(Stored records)
————
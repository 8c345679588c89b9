use std::path::PathBuf;
use std::sync::Arc;

use anyhow::{Context, Result};
use clap::Parser;
use tracing::info;

use fleetdeck::container::{ContainerRuntime, DockerRuntime};
use fleetdeck::controller_client::{ControllerApi, HttpControllerClient};
use fleetdeck::dispatcher::WorkerDispatcher;
use fleetdeck::download::{DownloadCoordinator, HttpFetcher};
use fleetdeck::executor::DeploymentUpdateExecutor;
use fleetdeck::logging::init_tracing;
use fleetdeck::operator::Operator;
use fleetdeck::operator_api;
use fleetdeck::operator_config::OperatorConfig;

#[derive(Parser, Debug)]
#[command(name = "fleetdeck-operator", about = "Per-host operator: containers and artefact installs")]
struct Args {
    /// Path to the operator config file
    #[arg(default_value = "operator_config.yaml")]
    config: PathBuf,

    /// Listen address, overrides the config file
    #[arg(long)]
    listen: Option<String>,
}

#[tokio::main]
async fn main() -> Result<()> {
    let args = Args::parse();
    let config = OperatorConfig::load(&args.config)?;
    let _log_guard = init_tracing(&config.logging, "operator");

    info!("🚀 Fleetdeck operator starting...");
    info!("Operator ID: {}", config.operator_id);
    info!("Controller: {}", config.controller_url);

    for dir in [&config.data_directory, &config.cache_directory] {
        std::fs::create_dir_all(dir)
            .with_context(|| format!("Failed to create {}", dir.display()))?;
    }

    let controller: Arc<dyn ControllerApi> = Arc::new(HttpControllerClient::new(
        &config.controller_url,
        config.request_timeout,
    )?);
    let runtime: Arc<dyn ContainerRuntime> = Arc::new(
        DockerRuntime::connect(
            config.container.name_prefix.clone(),
            config.container.stop_timeout,
        )
        .await?,
    );

    let http = reqwest::Client::builder()
        .timeout(config.request_timeout)
        .build()
        .context("Failed to create HTTP client")?;
    let downloads = Arc::new(DownloadCoordinator::new(
        &config.cache_directory,
        Arc::new(HttpFetcher::new(http)),
        WorkerDispatcher::new("download", config.download_workers)?,
    ));
    let executor = Arc::new(DeploymentUpdateExecutor::new(
        controller.clone(),
        runtime.clone(),
        downloads.clone(),
        WorkerDispatcher::new("validate", config.validation_workers)?,
        &config.data_directory,
        config.strict_validation,
    ));
    let operator = Arc::new(Operator::new(controller, runtime, executor, downloads));

    let app = operator_api::router(operator);
    let listen = args.listen.unwrap_or(config.listen);
    let listener = tokio::net::TcpListener::bind(&listen)
        .await
        .with_context(|| format!("Failed to bind {}", listen))?;
    info!("✅ Fleetdeck operator listening on http://{}", listen);

    axum::serve(listener, app)
        .with_graceful_shutdown(async {
            let _ = tokio::signal::ctrl_c().await;
            info!("🔙 Shutdown requested");
        })
        .await?;
    Ok(())
}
————
(Task instructions)
Transcribe every record verbatim.

(Your response)
repository 8c345679588c89b9
use std::path::PathBuf;
use std::sync::Arc;

use anyhow::{Context, Result};
use clap::Parser;
use tracing::info;

use fleetdeck::container::{ContainerRuntime, DockerRuntime};
use fleetdeck::controller_client::{ControllerApi, HttpControllerClient};
use fleetdeck::dispatcher::WorkerDispatcher;
use fleetdeck::download::{DownloadCoordinator, HttpFetcher};
use fleetdeck::executor::DeploymentUpdateExecutor;
use fleetdeck::logging::init_tracing;
use fleetdeck::operator::Operator;
use fleetdeck::operator_api;
use fleetdeck::operator_config::OperatorConfig;

#[derive(Parser, Debug)]
#[command(name = "fleetdeck-operator", about = "Per-host operator: containers and artefact installs")]
struct Args {
    /// Path to the operator config file
    #[arg(default_value = "operator_config.yaml")]
    config: PathBuf,

    /// Listen address, overrides the config file
    #[arg(long)]
    listen: Option<String>,
}

#[tokio::main]
async fn main() -> Result<()> {
    let args = Args::parse();
    let config = OperatorConfig::load(&args.config)?;
    let _log_guard = init_tracing(&config.logging, "operator");

    info!("🚀 Fleetdeck operator starting...");
    info!("Operator ID: {}", config.operator_id);
    info!("Controller: {}", config.controller_url);

    for dir in [&config.data_directory, &config.cache_directory] {
        std::fs::create_dir_all(dir)
            .with_context(|| format!("Failed to create {}", dir.display()))?;
    }

    let controller: Arc<dyn ControllerApi> = Arc::new(HttpControllerClient::new(
        &config.controller_url,
        config.request_timeout,
    )?);
    let runtime: Arc<dyn ContainerRuntime> = Arc::new(
        DockerRuntime::connect(
            config.container.name_prefix.clone(),
            config.container.stop_timeout,
        )
        .await?,
    );

    let http = reqwest::Client::builder()
        .timeout(config.request_timeout)
        .build()
        .context("Failed to create HTTP client")?;
    let downloads = Arc::new(DownloadCoordinator::new(
        &config.cache_directory,
        Arc::new(HttpFetcher::new(http)),
        WorkerDispatcher::new("download", config.download_workers)?,
    ));
    let executor = Arc::new(DeploymentUpdateExecutor::new(
        controller.clone(),
        runtime.clone(),
        downloads.clone(),
        WorkerDispatcher::new("validate", config.validation_workers)?,
        &config.data_directory,
        config.strict_validation,
    ));
    let operator = Arc::new(Operator::new(controller, runtime, executor, downloads));

    let app = operator_api::router(operator);
    let listen = args.listen.unwrap_or(config.listen);
    let listener = tokio::net::TcpListener::bind(&listen)
        .await
        .with_context(|| format!("Failed to bind {}", listen))?;
    info!("✅ Fleetdeck operator listening on http://{}", listen);

    axum::serve(listener, app)
        .with_graceful_shutdown(async {
            let _ = tokio::signal::ctrl_c().await;
            info!("🔙 Shutdown requested");
        })
        .await?;
    Ok(())
}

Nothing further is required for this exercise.